Final para el Marconetti, el edificio que perdió frente al metrobús
Ubicado sobre Paseo Colón al 1500, fue construido en 1929 y pertenece a la Ciudad desde 1985; tiene 11 pisos y la demolición comenzó hace un mes
Cubierto de andamios, triste y gris, el edificio Marconetti comienza a desaparecer. Parece un alfil adelantado sobre la traza de la avenida Paseo Colón al 1500, justo frente al Parque Lezama. Un mamotreto enfundado en media sombra, con edificios bajos a cada lado que lo hacen parecer más alto de lo que es. Ya no se ve la famosa publicidad de Cinzano del lado derecho. Hace un mes comenzaron a demolerlo, a pico y masa, para extender el metrobús del Bajo hasta La Boca.
El “edificio de los artistas” es del gobierno porteño desde 1985 y hasta hace poco estaba ocupado por 15 familias, a las que el Instituto de la Vivienda de la Ciudad (IVC) les ofreció créditos para retirarse, con acusaciones de usurpación y órdenes de desalojo de por medio. Una vez deshabitado, se comenzó la demolición.
Fue construido en 1929 por la familia Marconetti, propietaria de la fábrica de pastas Santa Clara, que se ubicaba detrás del edificio (y que sigue existiendo y no se demolerá). En 1936, la firma familiar producía 6600 bolsas diarias de harina en su molino. En los primeros años, el edificio albergó el consulado de Grecia y a magnates. En los 70 supo ser el refugio de la cultura under porteña. Por sus 11 pisos pasaron músicos, periodistas, actores y escritores. Y también se vivieron días oscuros, como el del secuestro –y posterior desaparición– de Cristina Morandini, hermana de Norma, exsenadora nacional por Córdoba.
En uno de los pisos, media docena de obreros palean escombros en lo que parece una escena posterremoto. El suelo está cubierto de montículos de laja, del techo cuelgan cables y desaparecieron casi todas las aberturas. A lo lejos aún se puede ver un pedacito de vitreaux.
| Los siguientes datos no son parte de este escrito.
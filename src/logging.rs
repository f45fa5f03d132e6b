//! Console logging for the task.
//!
//! Library crates log through the `log` facade; the subscriber installed
//! here picks those records up through the `tracing-log` bridge.

use tracing_subscriber::layer::SubscriberExt;
use tracing_subscriber::util::SubscriberInitExt;
use tracing_subscriber::EnvFilter;

/// `SYSTEM_DEBUG` as set by the agent when a run is queued with diagnostics.
pub fn debug_requested(system_debug: Option<&str>) -> bool {
    system_debug
        .map(|v| v.trim().eq_ignore_ascii_case("true"))
        .unwrap_or(false)
}

/// Install the global subscriber. `RUST_LOG` wins over `debug`.
///
/// Returns `false` if a subscriber was already installed.
pub fn init(debug: bool) -> bool {
    let default_level = if debug { "debug" } else { "info" };
    let env_filter =
        EnvFilter::try_from_default_env().unwrap_or_else(|_| EnvFilter::new(default_level));

    tracing_subscriber::registry()
        .with(env_filter)
        .with(
            tracing_subscriber::fmt::layer()
                .with_writer(std::io::stderr)
                .with_ansi(false)
                .with_target(debug),
        )
        .try_init()
        .is_ok()
}

#[cfg(test)]
mod tests {
    use super::*;

    #[test]
    fn system_debug_flag() {
        assert!(debug_requested(Some("true")));
        assert!(debug_requested(Some(" TRUE ")));
        assert!(!debug_requested(Some("false")));
        assert!(!debug_requested(Some("1")));
        assert!(!debug_requested(None));
    }
}
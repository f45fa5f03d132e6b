//! The narrow view of an FTP session the orchestrator works against.

use async_trait::async_trait;
use ftpup_ftp::{FtpClient, FtpConnectionConfig, FtpResult};
use std::path::Path;

/// Operations issued during an upload run.
#[async_trait]
pub trait UploadSession: Send + 'static {
    /// Create `remote_dir` and any missing parents; existing is fine.
    async fn create_directory(&mut self, remote_dir: &str) -> FtpResult<()>;

    /// Store `local` at `remote`, returning the bytes sent.
    async fn put(&mut self, local: &Path, remote: &str) -> FtpResult<u64>;

    /// End the session.
    async fn close(&mut self) -> FtpResult<()>;
}

/// Opens the one session a run uses.
#[async_trait]
pub trait SessionConnector: Send + Sync {
    type Session: UploadSession;

    async fn connect(&self, config: &FtpConnectionConfig) -> FtpResult<Self::Session>;
}

#[async_trait]
impl UploadSession for FtpClient {
    async fn create_directory(&mut self, remote_dir: &str) -> FtpResult<()> {
        self.mkdir_all(remote_dir).await
    }

    async fn put(&mut self, local: &Path, remote: &str) -> FtpResult<u64> {
        self.upload(local, remote).await
    }

    async fn close(&mut self) -> FtpResult<()> {
        self.quit().await
    }
}

/// Connects real FTP/FTPS sessions.
#[derive(Debug, Default, Clone, Copy)]
pub struct FtpConnector;

#[async_trait]
impl SessionConnector for FtpConnector {
    type Session = FtpClient;

    async fn connect(&self, config: &FtpConnectionConfig) -> FtpResult<FtpClient> {
        FtpClient::connect(config.clone()).await
    }
}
En una mañana lluviosa de agosto, la humedad se mezcla con el polvo y genera una atmósfera densa. El acceso de la planta baja está rodeado de puertas y ventanas ya retiradas.
María Belén Simón, de la Dirección General de Infraestructura del Transporte, anticipó que las abertu- ras, rejas y pisos serían reutilizados.
A los 11 pisos se puede acceder, casi por última vez, por la bella escalera de mármol de Carrara. El edificio parece una escena de guerra, pero conserva detalles de materiales nobles de otra época: pisos de calcáreo y pinotea, ascensor de hierro negro, molduras, vitreaux. Y curiosidades de construcciones viejas, como el sistema de conductos de ventilación que desemboca en la terraza o los incineradores en cada rellano.
A lo largo de los departamentos van apareciendo objetos entre los escombros. Una vieja foto de alguien haciendo taekwondo, un CD, hojas de un libro, una tapa de luz. Resabios de las vidas que transcurrieron dentro de las habitaciones. El piso de madera desapareció y ahora el suelo tiene pases en losas: agujeros por los que los obreros arrojan cuidadosamente los escombros.
En el último piso, se demuele el tanque de agua. Desde ahí la vista es privilegiada: se ven el Parque Lezama, el Hospital Argerich, las cúpulas azules de la iglesia ortodoxa rusa. Hacia atrás, el Río de la Plata. En el cuarto piso está la conexión con el edificio de la fábrica, actualmente en desuso.
Los obreros demuelen dentro de cada departamento y lo hacen de forma manual porque así parece indicar la normativa de la zona. La idea es dejar el edificio como una carcasa vacía para la semana que viene y empezar a derribar la estructura, desde el último piso hacia abajo, según explicó Marina Vega, la inspectora de la obra. Son 4500 metros de superficie total, por lo que la obra llevará cinco meses. La lleva adelante la empresa Demoliciones Mitre y costará unos $15 millones.
Lucila Lahaye , jubilada, pasea sus perros por el Parque Lezama. Reconoce que no está al tanto de la historia del edificio, pero piensa que si ya se fue toda la gente que lo habitaba, al menos la obra va a servir para aliviar el tránsito. “Se hace un embudo en esta zona en hora pico”, dijo. En tanto, Sandra Sian, otra vecina, considera una pena que en la Argentina no se conserven los edificios históricos, o “aunque sea sus fachadas”.